◆ Problem requirements
Write out every record below exactly as it appears.

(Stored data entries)
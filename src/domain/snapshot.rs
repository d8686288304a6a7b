//! Context snapshots: the summarized contents of the activity window.

use chrono::{DateTime, Utc};
use serde::{Deserialize, Serialize};

use super::activity::{
    ActivityEvent, AssistantActivity, RepositoryActivity, ScreenActivity, VoiceActivity,
};

/// Summary used when no clause applies
pub const EMPTY_SUMMARY: &str = "No notable activity in the current window.";

/// Everything inside the window at one instant, split by event kind
#[derive(Debug, Clone, PartialEq, Serialize, Deserialize)]
#[serde(rename_all = "camelCase")]
pub struct ContextSnapshot {
    /// When the snapshot was taken
    pub timestamp: DateTime<Utc>,
    pub screen_activity: Vec<ScreenActivity>,
    pub voice_activity: Vec<VoiceActivity>,
    #[serde(rename = "claudeActivity")]
    pub assistant_activity: Vec<AssistantActivity>,
    #[serde(rename = "gitActivity")]
    pub repository_activity: Vec<RepositoryActivity>,
    /// Human-readable digest of the four lists
    pub summary: String,
}

impl ContextSnapshot {
    /// Partition events by kind (arrival order kept) and derive the summary
    pub fn from_events<'a, I>(timestamp: DateTime<Utc>, events: I) -> Self
    where
        I: IntoIterator<Item = &'a ActivityEvent>,
    {
        let mut screen = Vec::new();
        let mut voice = Vec::new();
        let mut assistant = Vec::new();
        let mut repository = Vec::new();

        for event in events {
            match event {
                ActivityEvent::Screen(e) => screen.push(e.clone()),
                ActivityEvent::Voice(e) => voice.push(e.clone()),
                ActivityEvent::Assistant(e) => assistant.push(e.clone()),
                ActivityEvent::Repository(e) => repository.push(e.clone()),
            }
        }

        let summary = build_summary(&screen, &voice, &assistant, &repository);

        Self {
            timestamp,
            screen_activity: screen,
            voice_activity: voice,
            assistant_activity: assistant,
            repository_activity: repository,
            summary,
        }
    }

    /// Total number of events across all kinds
    pub fn event_count(&self) -> usize {
        self.screen_activity.len()
            + self.voice_activity.len()
            + self.assistant_activity.len()
            + self.repository_activity.len()
    }

    pub fn is_empty(&self) -> bool {
        self.event_count() == 0
    }
}

/// Build the one-line digest of a window.
///
/// Clause order is fixed (screen, voice, claude, git) and empty kinds are
/// left out. Distinct names keep first-seen order.
pub fn build_summary(
    screen: &[ScreenActivity],
    voice: &[VoiceActivity],
    assistant: &[AssistantActivity],
    repository: &[RepositoryActivity],
) -> String {
    let mut parts: Vec<String> = Vec::new();

    if !screen.is_empty() {
        let apps = distinct(
            screen
                .iter()
                .filter_map(|s| s.app_name.as_deref())
                .filter(|name| !name.is_empty()),
        );
        let apps = if apps.is_empty() {
            "unknown apps".to_string()
        } else {
            apps.join(", ")
        };
        parts.push(format!("Screen: {} captures across {}", screen.len(), apps));
    }

    if !voice.is_empty() {
        parts.push(format!("Voice: {} transcriptions", voice.len()));
    }

    if !assistant.is_empty() {
        let files = distinct(
            assistant
                .iter()
                .flat_map(|a| a.files_modified.iter().flatten())
                .map(String::as_str),
        );
        let tools = distinct(
            assistant
                .iter()
                .flat_map(|a| a.tools_used.iter().flatten())
                .map(String::as_str),
        );

        let mut clause = format!("Claude: {} interactions", assistant.len());
        if !files.is_empty() {
            clause.push_str(&format!(", modified {}", files.join(", ")));
        }
        if !tools.is_empty() {
            clause.push_str(&format!(", used {}", tools.join(", ")));
        }
        parts.push(clause);
    }

    if !repository.is_empty() {
        let repos = distinct(repository.iter().map(|r| r.repo.as_str()));
        let messages: Vec<&str> = repository
            .iter()
            .map(|r| r.commit_message.as_str())
            .collect();
        parts.push(format!(
            "Git: {} commits in {} — {}",
            repository.len(),
            repos.join(", "),
            messages.join("; ")
        ));
    }

    if parts.is_empty() {
        return EMPTY_SUMMARY.to_string();
    }

    format!("{}.", parts.join(". "))
}

fn distinct<'a>(items: impl Iterator<Item = &'a str>) -> Vec<&'a str> {
    let mut seen: Vec<&'a str> = Vec::new();
    for item in items {
        if !seen.contains(&item) {
            seen.push(item);
        }
    }
    seen
}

◆ Output
filename src/domain/snapshot.rs
repository d8686288304a6a7b
//! Context snapshots: the summarized contents of the activity window.

use chrono::{DateTime, Utc};
use serde::{Deserialize, Serialize};

use super::activity::{
    ActivityEvent, AssistantActivity, RepositoryActivity, ScreenActivity, VoiceActivity,
};

/// Summary used when no clause applies
pub const EMPTY_SUMMARY: &str = "No notable activity in the current window.";

/// Everything inside the window at one instant, split by event kind
#[derive(Debug, Clone, PartialEq, Serialize, Deserialize)]
#[serde(rename_all = "camelCase")]
pub struct ContextSnapshot {
    /// When the snapshot was taken
    pub timestamp: DateTime<Utc>,
    pub screen_activity: Vec<ScreenActivity>,
    pub voice_activity: Vec<VoiceActivity>,
    #[serde(rename = "claudeActivity")]
    pub assistant_activity: Vec<AssistantActivity>,
    #[serde(rename = "gitActivity")]
    pub repository_activity: Vec<RepositoryActivity>,
    /// Human-readable digest of the four lists
    pub summary: String,
}

impl ContextSnapshot {
    /// Partition events by kind (arrival order kept) and derive the summary
    pub fn from_events<'a, I>(timestamp: DateTime<Utc>, events: I) -> Self
    where
        I: IntoIterator<Item = &'a ActivityEvent>,
    {
        let mut screen = Vec::new();
        let mut voice = Vec::new();
        let mut assistant = Vec::new();
        let mut repository = Vec::new();

        for event in events {
            match event {
                ActivityEvent::Screen(e) => screen.push(e.clone()),
                ActivityEvent::Voice(e) => voice.push(e.clone()),
                ActivityEvent::Assistant(e) => assistant.push(e.clone()),
                ActivityEvent::Repository(e) => repository.push(e.clone()),
            }
        }

        let summary = build_summary(&screen, &voice, &assistant, &repository);

        Self {
            timestamp,
            screen_activity: screen,
            voice_activity: voice,
            assistant_activity: assistant,
            repository_activity: repository,
            summary,
        }
    }

    /// Total number of events across all kinds
    pub fn event_count(&self) -> usize {
        self.screen_activity.len()
            + self.voice_activity.len()
            + self.assistant_activity.len()
            + self.repository_activity.len()
    }

    pub fn is_empty(&self) -> bool {
        self.event_count() == 0
    }
}

/// Build the one-line digest of a window.
///
/// Clause order is fixed (screen, voice, claude, git) and empty kinds are
/// left out. Distinct names keep first-seen order.
pub fn build_summary(
    screen: &[ScreenActivity],
    voice: &[VoiceActivity],
    assistant: &[AssistantActivity],
    repository: &[RepositoryActivity],
) -> String {
    let mut parts: Vec<String> = Vec::new();

    if !screen.is_empty() {
        let apps = distinct(
            screen
                .iter()
                .filter_map(|s| s.app_name.as_deref())
                .filter(|name| !name.is_empty()),
        );
        let apps = if apps.is_empty() {
            "unknown apps".to_string()
        } else {
            apps.join(", ")
        };
        parts.push(format!("Screen: {} captures across {}", screen.len(), apps));
    }

    if !voice.is_empty() {
        parts.push(format!("Voice: {} transcriptions", voice.len()));
    }

    if !assistant.is_empty() {
        let files = distinct(
            assistant
                .iter()
                .flat_map(|a| a.files_modified.iter().flatten())
                .map(String::as_str),
        );
        let tools = distinct(
            assistant
                .iter()
                .flat_map(|a| a.tools_used.iter().flatten())
                .map(String::as_str),
        );

        let mut clause = format!("Claude: {} interactions", assistant.len());
        if !files.is_empty() {
            clause.push_str(&format!(", modified {}", files.join(", ")));
        }
        if !tools.is_empty() {
            clause.push_str(&format!(", used {}", tools.join(", ")));
        }
        parts.push(clause);
    }

    if !repository.is_empty() {
        let repos = distinct(repository.iter().map(|r| r.repo.as_str()));
        let messages: Vec<&str> = repository
            .iter()
            .map(|r| r.commit_message.as_str())
            .collect();
        parts.push(format!(
            "Git: {} commits in {} — {}",
            repository.len(),
            repos.join(", "),
            messages.join("; ")
        ));
    }

    if parts.is_empty() {
        return EMPTY_SUMMARY.to_string();
    }

    format!("{}.", parts.join(". "))
}

fn distinct<'a>(items: impl Iterator<Item = &'a str>) -> Vec<&'a str> {
    let mut seen: Vec<&'a str> = Vec::new();
    for item in items {
        if !seen.contains(&item) {
            seen.push(item);
        }
    }
    seen
}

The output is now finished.